FL 取引は分割払いで資産を購入したのと実質的に同じと考え、リース資産とリース負債を貸借対照表に計上(オンバランス)し、リース資産は減価償却費として費用計上、リース負債は元本返済部分以外を利息費用として計上します。

OL 取引は毎月のリース料を費用計上するのみ(オフバランス)となります。

3.会計基準の見直し

新リース会計基準の改正の背景としては、すべてのリース取引について資産と負債を計上する国際会計基準(IFRS)との整合性を図ることで、財政状態(実態)を適正に表示し、国際的な比較をしやすくする観点からの見直しとなります。

具体的には、今までオフバランスであった OL取引も含め、すべてのリース契約についてオンバ ランスすることとされました。

なお、この会計基準が適用されるのは、上場企業とその子会社、会社法上の大会社(資本金5億円以上又は負債200億円以上)であり、すべての法人に強制適用されるものではありません。

4.新会計基準の会計処理

新会計基準では、原則、すべてのリース取引につき、貸借対照表に使用権資産とリース負債を計上し、使用権資産に係る減価償却費とリース負債に係る利息相当額を費用に計上します。

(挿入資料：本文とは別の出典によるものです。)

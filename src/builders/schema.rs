//! HZ-007: Schema definitions.

use super::{required, Planned};
use crate::core::compiler::Compilation;
use crate::core::error::Result;
use crate::core::parser::Node;
use crate::core::path::ElementPath;
use crate::core::types::ElementKind;
use serde_json::json;

/// `createSchema` → POST `{api}/schemas`.
pub fn build(c: &mut Compilation, element: &Node, parent: &ElementPath) -> Result<Planned> {
    let code = required(element, "code", parent)?;
    let path = parent.keyed(ElementKind::Schema.tag(), &[("code", code)]);

    let name = c.translate(&path, "name", element.attr("name", ""));
    let description = c.translate(&path, "description", element.attr("desc", ""));

    let document = json!({
        "code": code,
        "content_code": c.job.content_code,
        "name": name,
        "description": description,
    });
    Ok(Planned::post(path, c.endpoint("/schemas"), document))
}
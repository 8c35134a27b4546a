//! Core compiler logic: types, parsing, paths, translations, compilation, job output.

pub mod codegen;
pub mod compiler;
pub mod config;
pub mod error;
pub mod job;
pub mod parser;
pub mod path;
pub mod translation;
pub mod types;
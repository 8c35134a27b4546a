//! HZ-014: Compiler settings.
//!
//! An optional YAML file; every key has a default so an absent file and an
//! empty file behave the same.

use super::error::{Error, Result};
use serde::{Deserialize, Serialize};
use std::path::Path;

/// Default prefix for every API task address. The placeholder is resolved by
/// the job runner, never here.
pub const DEFAULT_API_BASE: &str = "{system.api_host}/api/v1/core/admin";

/// Top-level settings.
#[derive(Debug, Clone, PartialEq, Eq, Serialize, Deserialize)]
#[serde(deny_unknown_fields)]
pub struct Settings {
    /// Prefix joined with each element kind's endpoint
    #[serde(default = "default_api_base")]
    pub api_base: String,

    /// Translation table behaviour
    #[serde(default)]
    pub translation: TranslationSettings,
}

impl Default for Settings {
    fn default() -> Self {
        Self {
            api_base: default_api_base(),
            translation: TranslationSettings::default(),
        }
    }
}

fn default_api_base() -> String {
    DEFAULT_API_BASE.to_string()
}

impl Settings {
    /// Join the API base with an endpoint suffix such as `/schemas`.
    pub fn endpoint(&self, suffix: &str) -> String {
        format!("{}{}", self.api_base.trim_end_matches('/'), suffix)
    }
}

/// Translation store settings.
#[derive(Debug, Clone, Default, PartialEq, Eq, Serialize, Deserialize)]
#[serde(deny_unknown_fields)]
pub struct TranslationSettings {
    /// How empty language slots appear in resolved text objects
    #[serde(default)]
    pub empty_slots: EmptySlots,

    /// Drop entries not touched during the run when writing the table
    #[serde(default)]
    pub prune_stale: bool,
}

/// Rendering of empty language slots in resolved text objects.
#[derive(Debug, Clone, Copy, Default, PartialEq, Eq, Serialize, Deserialize)]
#[serde(rename_all = "snake_case")]
pub enum EmptySlots {
    /// Leave empty slots out of the object
    #[default]
    Omit,
    /// Emit empty slots as `""`
    Keep,
}

/// Parse settings from YAML text.
pub fn parse_settings(yaml: &str) -> Result<Settings> {
    if yaml.trim().is_empty() {
        return Ok(Settings::default());
    }
    let parsed: Option<Settings> = serde_yaml_ng::from_str(yaml)
        .map_err(|e| Error::malformed(format!("settings: {}", e)))?;
    Ok(parsed.unwrap_or_default())
}

/// Load settings from a file.
pub fn load_settings(path: &Path) -> Result<Settings> {
    let content = std::fs::read_to_string(path).map_err(|e| Error::io(path, e))?;
    parse_settings(&content)
}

使用権資産の計上にあたっては、リース料から利息相当額の合理的な見積額を控除し、現在価値により算定するため、債務の確定していない部分が含まれていることになります。

5.令和7年度税制改正

法人税法上は、OL取引の借手の賃借費用として損金の額に算入する金額は、会計処理にかかわらず、賃借料のうち債務の確定した部分の金額とする規定が新たに設けられました。つまり、OL取引の税務上の位置付けは引き続き賃貸借処理であることから、会計上と税務上の取扱いが一致しないことになります。

この点、債務の確定していない部分を含めて賃借料の損金算入を認めることは、費用の損金算入に関する法人税の基本的な考え方に反するためとされています。

6.おわりに

適用対象法人に該当する場合には、すべての契約についてリースが含まれているか判断する必要があるなど実務的な負担が増加します。また、財務指標(ROA、自己資本比率等)に影響が生ずる可能性もあるため、早めに準備を進める必要があります。